#### Assignment:
Give again, word for word, each line below starting at the one that contains "throughout the flatpath library." and ending at the one that contains "filename crates/lib/tests/it/main.rs".

※

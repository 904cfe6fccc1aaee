//!
//! Flatpath: a bidirectional codec between arbitrarily nested structures and
//! single-level mappings keyed by dot-delimited path strings.
//!
//! ## Core Concepts
//!
//! * **Values (`value::Value`)**: The tagged structure model — leaves,
//!   ordered [`List`]s, and insertion-ordered [`Map`]s, nested to arbitrary
//!   depth.
//! * **Paths (`path`)**: Dot-delimited addresses into a structure
//!   (`a.b.d[].1`). Segments leading into a list carry the `[]` marker; the
//!   exact string form is the crate's one interop contract.
//! * **The codec (`codec`)**: [`flatten`](codec::flatten) encodes a
//!   structure into a [`FlatMap`], storing each leaf at its path and each
//!   list both verbatim and as flattened elements;
//!   [`expand`](codec::expand) inverts it. For any acyclic structure
//!   without [`Value::Absent`] leaves, empty nested maps, or map keys
//!   that collide with the path encoding (see `codec`) the two
//!   round-trip losslessly.
//! * **Operations (`ops`)**: Thin pure compositions over the codec —
//!   [`select`]/[`deselect`] projection by exact path sets,
//!   [`clone_deep`], [`remove_undefs`], [`many`], and the [`keys`]/
//!   [`values`] extraction pair.
//!
//! ## Usage
//!
//! ```
//! use flatpath::{codec::flatten, select, Value};
//!
//! let subject = Value::from_json_str(r#"{"a": {"b": {"c": 1, "d": [2, 3]}}}"#)?;
//!
//! let flat = flatten(&subject).into_map().unwrap();
//! assert_eq!(flat.get("a.b.d[].1"), Some(&Value::Int(3)));
//!
//! let picked = select(&subject, &["a.b.c"])?;
//! assert_eq!(picked.to_json_string(), r#"{"a":{"b":{"c":1}}}"#);
//! # Ok::<(), flatpath::Error>(())
//! ```

pub mod codec;
pub mod flat;
pub mod ops;
pub mod path;
pub mod value;

pub use codec::{CodecError, Flattened, expand, flatten};
pub use flat::FlatMap;
pub use ops::{clone_deep, deselect, keys, many, remove_undefs, select, values};
pub use path::{Path, PathBuf, PathError};
pub use value::{List, Map, Value};

/// Result type used throughout the flatpath library.
pub type Result<T> = std::result::Result<T, Error>;

/// Common error type for the flatpath library.
///
/// Normal misuse of the operations (an unknown select path, a missing key)
/// resolves to omission, not failure; errors only surface for flat mappings
/// whose path strings are inconsistent with the encoding, for invalid path
/// components, and for JSON parsing.
#[derive(Debug, thiserror::Error)]
#[non_exhaustive]
pub enum Error {
    /// Structured path validation errors from the path module
    #[error(transparent)]
    Path(path::PathError),

    /// Structured codec errors from the codec module
    #[error(transparent)]
    Codec(codec::CodecError),

    /// JSON serialization error
    #[error("Serialization error: {0}")]
    Serialize(#[from] serde_json::Error),
}

impl Error {
    /// Get the originating module for this error.
    pub fn module(&self) -> &'static str {
        match self {
            Error::Path(_) => "path",
            Error::Codec(_) => "codec",
            Error::Serialize(_) => "serialize",
        }
    }

    /// Check if this error is a malformed-path codec error.
    pub fn is_malformed_path(&self) -> bool {
        match self {
            Error::Codec(codec_err) => codec_err.is_malformed_path(),
            _ => false,
        }
    }
}
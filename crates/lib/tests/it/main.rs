/*! Integration tests for flatpath.
 *
 * This test suite is organized as a single integration test binary
 * following the pattern described by matklad in
 * https://matklad.github.io/2021/02/27/delete-cargo-integration-tests.html
 *
 * The module structure mirrors the main library structure:
 * - codec: Tests for the flatten/expand codec and the path encoding
 * - ops: Tests for the projection and extraction operations
 * - value: Tests for the Value, List, and Map model
 */

mod codec;
mod ops;
mod value;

※

#### Result:
/// Result type used throughout the flatpath library.
pub type Result<T> = std::result::Result<T, Error>;

/// Common error type for the flatpath library.
///
/// Normal misuse of the operations (an unknown select path, a missing key)
/// resolves to omission, not failure; errors only surface for flat mappings
/// whose path strings are inconsistent with the encoding, for invalid path
/// components, and for JSON parsing.
#[derive(Debug, thiserror::Error)]
#[non_exhaustive]
pub enum Error {
    /// Structured path validation errors from the path module
    #[error(transparent)]
    Path(path::PathError),

    /// Structured codec errors from the codec module
    #[error(transparent)]
    Codec(codec::CodecError),

    /// JSON serialization error
    #[error("Serialization error: {0}")]
    Serialize(#[from] serde_json::Error),
}

impl Error {
    /// Get the originating module for this error.
    pub fn module(&self) -> &'static str {
        match self {
            Error::Path(_) => "path",
            Error::Codec(_) => "codec",
            Error::Serialize(_) => "serialize",
        }
    }

    /// Check if this error is a malformed-path codec error.
    pub fn is_malformed_path(&self) -> bool {
        match self {
            Error::Codec(codec_err) => codec_err.is_malformed_path(),
            _ => false,
        }
    }
}
filename crates/lib/tests/it/main.rs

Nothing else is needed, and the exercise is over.